The retired GP’s 35-year search for answers has seen him board a US-bound flight from Heathrow carrying a replica bomb, hold a secret meeting with Libyan dictator Muammar Gaddafi, and collapse in shock after a criminal trial at a former military base in the Netherlands.

His 23-year-old daughter was among the 270 people killed in the Lockerbie bombing on 21 December 1988 – the deadliest ever UK terrorist attack.

“I think I know who was responsible for killing her and I think I can prove it,” the old Etonian, now 87, says in a new four-part Sky documentary.

He keeps the evidence he has collected in cardboard folders in a metal filing cabinet in an office in the Cotswolds home he shares with his wife Jane.

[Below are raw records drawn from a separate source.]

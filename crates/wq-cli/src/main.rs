//! Terminal front-end for Wizard's Quest.

mod commands;

use std::path::PathBuf;
use std::process;

use clap::{Parser, Subcommand};
use tracing_subscriber::{layer::SubscriberExt, util::SubscriberInitExt};

#[derive(Parser)]
#[command(
    name = "wq",
    about = "Wizard's Quest: climb the tower and claim the Gem of Eternity",
    version,
    propagate_version = true
)]
struct Cli {
    #[command(subcommand)]
    command: Commands,
}

#[derive(Subcommand)]
enum Commands {
    /// Play the game in the terminal
    Play {
        /// File used by `save` and `load` when no path is given
        #[arg(short, long, default_value = wq_fiction::config::DEFAULT_SAVE_PATH)]
        save: PathBuf,

        /// File written on quit and resumed from on start
        #[arg(long, default_value = wq_fiction::config::DEFAULT_AUTOSAVE_PATH)]
        autosave: PathBuf,

        /// Never write or resume from an autosave
        #[arg(long, conflicts_with = "autosave")]
        no_autosave: bool,

        /// Ignore any existing autosave and start a new game
        #[arg(long)]
        fresh: bool,
    },

    /// Show the contents of a save file
    Inspect {
        /// Save file to read
        path: PathBuf,
    },
}

fn main() {
    tracing_subscriber::registry()
        .with(
            tracing_subscriber::EnvFilter::try_from_default_env()
                .unwrap_or_else(|_| "warn".into()),
        )
        .with(tracing_subscriber::fmt::layer().with_writer(std::io::stderr))
        .init();

    let cli = Cli::parse();

    let result = match cli.command {
        Commands::Play {
            save,
            autosave,
            no_autosave,
            fresh,
        } => {
            let autosave = (!no_autosave).then_some(autosave);
            commands::play::run(save, autosave, fresh)
        }
        Commands::Inspect { path } => commands::inspect::run(&path),
    };

    if let Err(e) = result {
        eprintln!("error: {e}");
        process::exit(1);
    }
}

‘No one had really heard of Lockerbie’

Flora “was everything a parent could wish for”, says Mrs Swire.

She was about to turn 24 and studying medicine when she set off to the US to meet her boyfriend for Christmas.

“Everything was booked up, except there were plenty of seats available on a certain flight known as Pan Am 103,” says Dr Swire, sitting in a leather armchair in his cottage, overlooking the rugged coastline on the Isle of Skye.

Less than 40 minutes after taking off from Heathrow on the transatlantic leg to New York’s JFK, the Boeing 747 was 31,000ft over the Scottish town of Lockerbie when the aircraft was almost instantly destroyed by a massive blast.

The wrecked nose section of the Pan-Am Boeing 747 lies in a Scottish field at Lockerbie, near Dumfries
The wrecked nose section of the Pan Am Boeing 747 lies in a Scottish field at Lockerbie, near Dumfries

Residents remember “a huge explosion” before the sky lit up with “bright red flames” and a “great big mushroom ball of fire”.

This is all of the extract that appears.